Most doctors who treat prostate cancer agree that PSA over 3 ng/mL suggests a possibility of a prostate malignancy that should be investigated. But it’s crucial to remember that a single PSA reading often means nothing—transient elevations as high as 6 ng/mL are not unusual. In this situation, check the PSA level again in six to 12 weeks…if it’s on its way down, repeat the test again two months later. If PSA remains over 3 ng/mL, you can have a biopsy or consider further testing (see below) that can analyze blood proteins in more detail.

New testing options: Ask your doctor about the Prostate Health Index, a new test that measures levels of PSA subtypes.
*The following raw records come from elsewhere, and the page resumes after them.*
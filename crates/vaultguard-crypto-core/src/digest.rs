//! SHA-1 hex digest for k-anonymity breach lookups.
//!
//! SHA-1 is used only because the breach range API is keyed by it. Nothing
//! in the vault format depends on SHA-1.

use data_encoding::HEXUPPER;
use ring::digest;

/// Length of a SHA-1 digest in hex characters.
pub const SHA1_HEX_LEN: usize = 40;

/// Uppercase hex SHA-1 digest of `input`.
#[must_use]
pub fn sha1_hex(input: &[u8]) -> String {
    let hash = digest::digest(&digest::SHA1_FOR_LEGACY_USE_ONLY, input);
    HEXUPPER.encode(hash.as_ref())
}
In clinical trials, it reduced the number of men who were biopsied by 50% but still found almost all the cancers that required treatment. The test is now available from Beckman Coulter. A similar test, the 4Kscore (or 4 kallikrein score), has not yet been released, but clinical trials have shown as good or better results.* The 4Kscore blood test is expected to be available from Opko Health later this year.

WHEN it’s CANCER

If a man’s prostate biopsy is positive for cancer, doctors usually analyze the cancerous tissue to determine his Gleason score, which indicates how likely the malignancy is to spread. A score of 7 means a medium risk of spreading…8 or above means the risk is high. The Gleason score isn’t a perfect predictor of how a cancer will behave. But several new tests have recently become available to give patients and doctors additional valuable clues about a man’s prostate cancer.

New tests all men should know about: The Prolaris (Myriad) and Oncotype DX (Genomic Health) assays analyze molecules that are produced by certain genes that regulate how rapidly cancer cells multiply (the tests are similar, so a man would have one or the other). Use of one of these tests helps determine whether a tumor with a Gleason score of 6 or even 7 must be treated aggressively or can safely be left alone and monitored.

*Dr. Scardino is on the scientific advisory board of the company developing the 4Kscore.